[[ Supplied records, beginning ]]
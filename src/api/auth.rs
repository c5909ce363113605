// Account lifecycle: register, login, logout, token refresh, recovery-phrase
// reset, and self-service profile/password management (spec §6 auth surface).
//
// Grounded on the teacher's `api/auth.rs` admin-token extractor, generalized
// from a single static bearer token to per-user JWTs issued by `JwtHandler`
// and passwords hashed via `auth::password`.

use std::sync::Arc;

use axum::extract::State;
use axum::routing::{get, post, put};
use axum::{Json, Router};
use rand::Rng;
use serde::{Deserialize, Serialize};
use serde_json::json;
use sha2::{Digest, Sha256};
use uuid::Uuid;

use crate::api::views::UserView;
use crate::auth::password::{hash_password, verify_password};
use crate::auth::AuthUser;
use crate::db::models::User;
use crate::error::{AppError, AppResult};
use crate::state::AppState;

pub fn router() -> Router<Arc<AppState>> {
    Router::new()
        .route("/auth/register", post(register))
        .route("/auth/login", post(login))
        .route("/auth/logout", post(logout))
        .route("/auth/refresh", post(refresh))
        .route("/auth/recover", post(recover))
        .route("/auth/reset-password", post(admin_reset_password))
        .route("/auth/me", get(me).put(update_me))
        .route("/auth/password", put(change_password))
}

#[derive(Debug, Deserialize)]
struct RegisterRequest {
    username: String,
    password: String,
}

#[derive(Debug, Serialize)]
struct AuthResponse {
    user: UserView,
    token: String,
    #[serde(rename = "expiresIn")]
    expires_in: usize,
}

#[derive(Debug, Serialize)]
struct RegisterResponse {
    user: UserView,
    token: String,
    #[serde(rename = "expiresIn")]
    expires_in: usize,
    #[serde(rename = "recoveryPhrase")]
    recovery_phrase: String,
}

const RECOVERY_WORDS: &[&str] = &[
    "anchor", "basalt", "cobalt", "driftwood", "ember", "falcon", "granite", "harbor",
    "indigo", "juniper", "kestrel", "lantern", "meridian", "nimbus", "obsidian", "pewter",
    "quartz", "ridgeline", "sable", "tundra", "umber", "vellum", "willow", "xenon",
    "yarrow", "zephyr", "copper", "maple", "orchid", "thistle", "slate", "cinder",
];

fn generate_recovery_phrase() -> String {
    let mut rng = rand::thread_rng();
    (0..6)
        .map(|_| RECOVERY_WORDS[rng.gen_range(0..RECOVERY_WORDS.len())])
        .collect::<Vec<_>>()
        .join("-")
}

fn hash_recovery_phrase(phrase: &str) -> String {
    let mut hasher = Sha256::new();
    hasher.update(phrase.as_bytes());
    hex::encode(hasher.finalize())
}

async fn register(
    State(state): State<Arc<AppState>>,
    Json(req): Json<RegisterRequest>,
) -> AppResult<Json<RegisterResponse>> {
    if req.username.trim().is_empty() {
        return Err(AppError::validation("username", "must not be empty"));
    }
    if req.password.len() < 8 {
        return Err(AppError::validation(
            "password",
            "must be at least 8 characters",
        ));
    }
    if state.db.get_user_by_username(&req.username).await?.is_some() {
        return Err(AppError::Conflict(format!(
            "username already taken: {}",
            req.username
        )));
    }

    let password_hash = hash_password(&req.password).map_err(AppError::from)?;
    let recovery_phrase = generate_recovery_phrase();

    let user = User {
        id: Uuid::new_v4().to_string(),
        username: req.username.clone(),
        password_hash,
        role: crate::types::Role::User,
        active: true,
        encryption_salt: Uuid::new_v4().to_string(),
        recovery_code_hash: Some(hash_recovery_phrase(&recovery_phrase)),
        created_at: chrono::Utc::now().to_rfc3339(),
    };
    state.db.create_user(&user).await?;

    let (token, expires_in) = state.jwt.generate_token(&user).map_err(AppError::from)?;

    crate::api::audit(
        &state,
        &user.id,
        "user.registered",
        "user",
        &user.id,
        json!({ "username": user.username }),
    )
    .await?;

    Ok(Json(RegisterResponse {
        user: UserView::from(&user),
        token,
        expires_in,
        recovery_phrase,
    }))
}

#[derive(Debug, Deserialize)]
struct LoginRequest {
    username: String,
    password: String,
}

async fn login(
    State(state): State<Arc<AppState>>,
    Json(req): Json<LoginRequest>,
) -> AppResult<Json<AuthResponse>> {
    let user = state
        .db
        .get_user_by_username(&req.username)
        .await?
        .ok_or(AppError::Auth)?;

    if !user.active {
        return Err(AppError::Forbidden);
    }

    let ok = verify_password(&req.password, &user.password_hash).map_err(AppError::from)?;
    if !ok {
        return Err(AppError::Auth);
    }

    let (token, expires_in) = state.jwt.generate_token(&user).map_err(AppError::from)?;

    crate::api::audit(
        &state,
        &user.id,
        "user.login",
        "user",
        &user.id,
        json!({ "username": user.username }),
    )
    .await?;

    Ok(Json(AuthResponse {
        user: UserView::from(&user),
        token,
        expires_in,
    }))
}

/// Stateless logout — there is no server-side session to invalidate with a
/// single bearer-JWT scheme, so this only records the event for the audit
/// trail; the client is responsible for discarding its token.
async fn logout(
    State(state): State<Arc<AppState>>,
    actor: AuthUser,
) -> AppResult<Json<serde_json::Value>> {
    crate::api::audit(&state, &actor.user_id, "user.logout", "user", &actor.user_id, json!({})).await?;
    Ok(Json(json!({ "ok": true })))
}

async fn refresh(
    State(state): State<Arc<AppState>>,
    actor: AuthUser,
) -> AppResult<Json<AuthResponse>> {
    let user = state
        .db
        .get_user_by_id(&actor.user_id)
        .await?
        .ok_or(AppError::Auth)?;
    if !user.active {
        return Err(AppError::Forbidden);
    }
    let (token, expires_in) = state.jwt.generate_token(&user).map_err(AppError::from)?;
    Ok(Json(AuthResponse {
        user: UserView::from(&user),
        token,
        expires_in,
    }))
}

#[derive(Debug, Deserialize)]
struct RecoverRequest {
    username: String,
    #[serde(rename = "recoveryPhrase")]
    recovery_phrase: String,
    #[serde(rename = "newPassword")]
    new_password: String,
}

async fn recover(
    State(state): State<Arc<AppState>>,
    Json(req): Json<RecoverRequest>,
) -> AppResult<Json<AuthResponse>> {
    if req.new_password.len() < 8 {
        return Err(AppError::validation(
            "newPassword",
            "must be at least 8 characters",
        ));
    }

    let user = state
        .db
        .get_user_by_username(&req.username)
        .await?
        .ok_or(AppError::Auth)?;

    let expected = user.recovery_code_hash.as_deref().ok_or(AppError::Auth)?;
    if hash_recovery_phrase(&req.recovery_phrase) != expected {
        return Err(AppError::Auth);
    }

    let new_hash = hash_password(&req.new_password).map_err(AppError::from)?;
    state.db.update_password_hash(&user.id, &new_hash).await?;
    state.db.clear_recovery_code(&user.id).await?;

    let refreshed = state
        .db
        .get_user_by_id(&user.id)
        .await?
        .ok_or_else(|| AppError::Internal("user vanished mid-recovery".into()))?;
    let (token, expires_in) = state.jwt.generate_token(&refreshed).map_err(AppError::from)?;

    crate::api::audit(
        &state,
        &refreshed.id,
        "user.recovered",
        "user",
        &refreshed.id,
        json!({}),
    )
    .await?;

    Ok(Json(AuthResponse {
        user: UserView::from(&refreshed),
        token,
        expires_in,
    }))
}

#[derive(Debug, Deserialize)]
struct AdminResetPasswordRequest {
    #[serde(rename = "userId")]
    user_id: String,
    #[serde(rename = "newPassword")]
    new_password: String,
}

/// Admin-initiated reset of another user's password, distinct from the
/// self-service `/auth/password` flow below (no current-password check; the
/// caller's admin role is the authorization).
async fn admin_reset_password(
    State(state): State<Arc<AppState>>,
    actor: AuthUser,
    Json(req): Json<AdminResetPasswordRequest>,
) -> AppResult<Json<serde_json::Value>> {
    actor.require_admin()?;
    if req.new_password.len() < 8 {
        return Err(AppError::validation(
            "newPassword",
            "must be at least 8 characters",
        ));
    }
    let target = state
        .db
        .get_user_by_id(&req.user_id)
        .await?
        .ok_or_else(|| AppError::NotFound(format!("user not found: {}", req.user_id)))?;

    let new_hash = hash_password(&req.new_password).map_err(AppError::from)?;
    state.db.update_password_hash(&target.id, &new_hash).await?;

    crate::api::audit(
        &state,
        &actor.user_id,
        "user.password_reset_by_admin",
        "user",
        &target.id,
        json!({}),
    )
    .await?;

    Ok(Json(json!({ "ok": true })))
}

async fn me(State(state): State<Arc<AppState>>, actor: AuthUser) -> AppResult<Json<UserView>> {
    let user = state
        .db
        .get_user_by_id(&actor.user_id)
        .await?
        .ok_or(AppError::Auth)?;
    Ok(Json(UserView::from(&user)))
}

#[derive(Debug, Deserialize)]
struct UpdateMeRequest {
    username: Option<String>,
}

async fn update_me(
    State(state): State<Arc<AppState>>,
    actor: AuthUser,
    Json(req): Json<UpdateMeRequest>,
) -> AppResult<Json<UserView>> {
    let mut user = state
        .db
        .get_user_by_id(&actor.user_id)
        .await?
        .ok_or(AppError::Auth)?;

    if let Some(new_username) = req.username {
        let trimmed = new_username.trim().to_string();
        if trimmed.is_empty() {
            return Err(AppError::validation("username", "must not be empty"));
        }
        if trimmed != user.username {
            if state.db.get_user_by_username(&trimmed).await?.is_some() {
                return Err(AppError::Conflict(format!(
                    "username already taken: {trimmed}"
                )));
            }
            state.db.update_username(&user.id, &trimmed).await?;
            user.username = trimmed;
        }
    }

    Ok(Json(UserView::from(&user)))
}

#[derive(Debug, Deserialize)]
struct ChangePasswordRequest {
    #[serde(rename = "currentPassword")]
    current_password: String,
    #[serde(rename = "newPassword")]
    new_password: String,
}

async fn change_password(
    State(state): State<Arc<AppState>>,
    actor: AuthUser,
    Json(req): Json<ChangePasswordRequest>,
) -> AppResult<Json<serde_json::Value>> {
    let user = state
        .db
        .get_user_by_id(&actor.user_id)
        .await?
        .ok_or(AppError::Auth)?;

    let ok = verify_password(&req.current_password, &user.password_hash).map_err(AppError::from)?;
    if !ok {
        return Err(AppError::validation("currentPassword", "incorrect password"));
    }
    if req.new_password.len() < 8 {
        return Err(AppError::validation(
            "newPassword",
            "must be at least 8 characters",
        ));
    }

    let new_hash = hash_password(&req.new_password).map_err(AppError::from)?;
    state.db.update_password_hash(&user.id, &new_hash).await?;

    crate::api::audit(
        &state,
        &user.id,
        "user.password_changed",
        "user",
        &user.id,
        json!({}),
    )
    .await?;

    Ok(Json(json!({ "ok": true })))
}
[[ Supplied records, end ]]
# Activity:
A bare number is required: the count of lines above with the string "role".

# Written answer:
2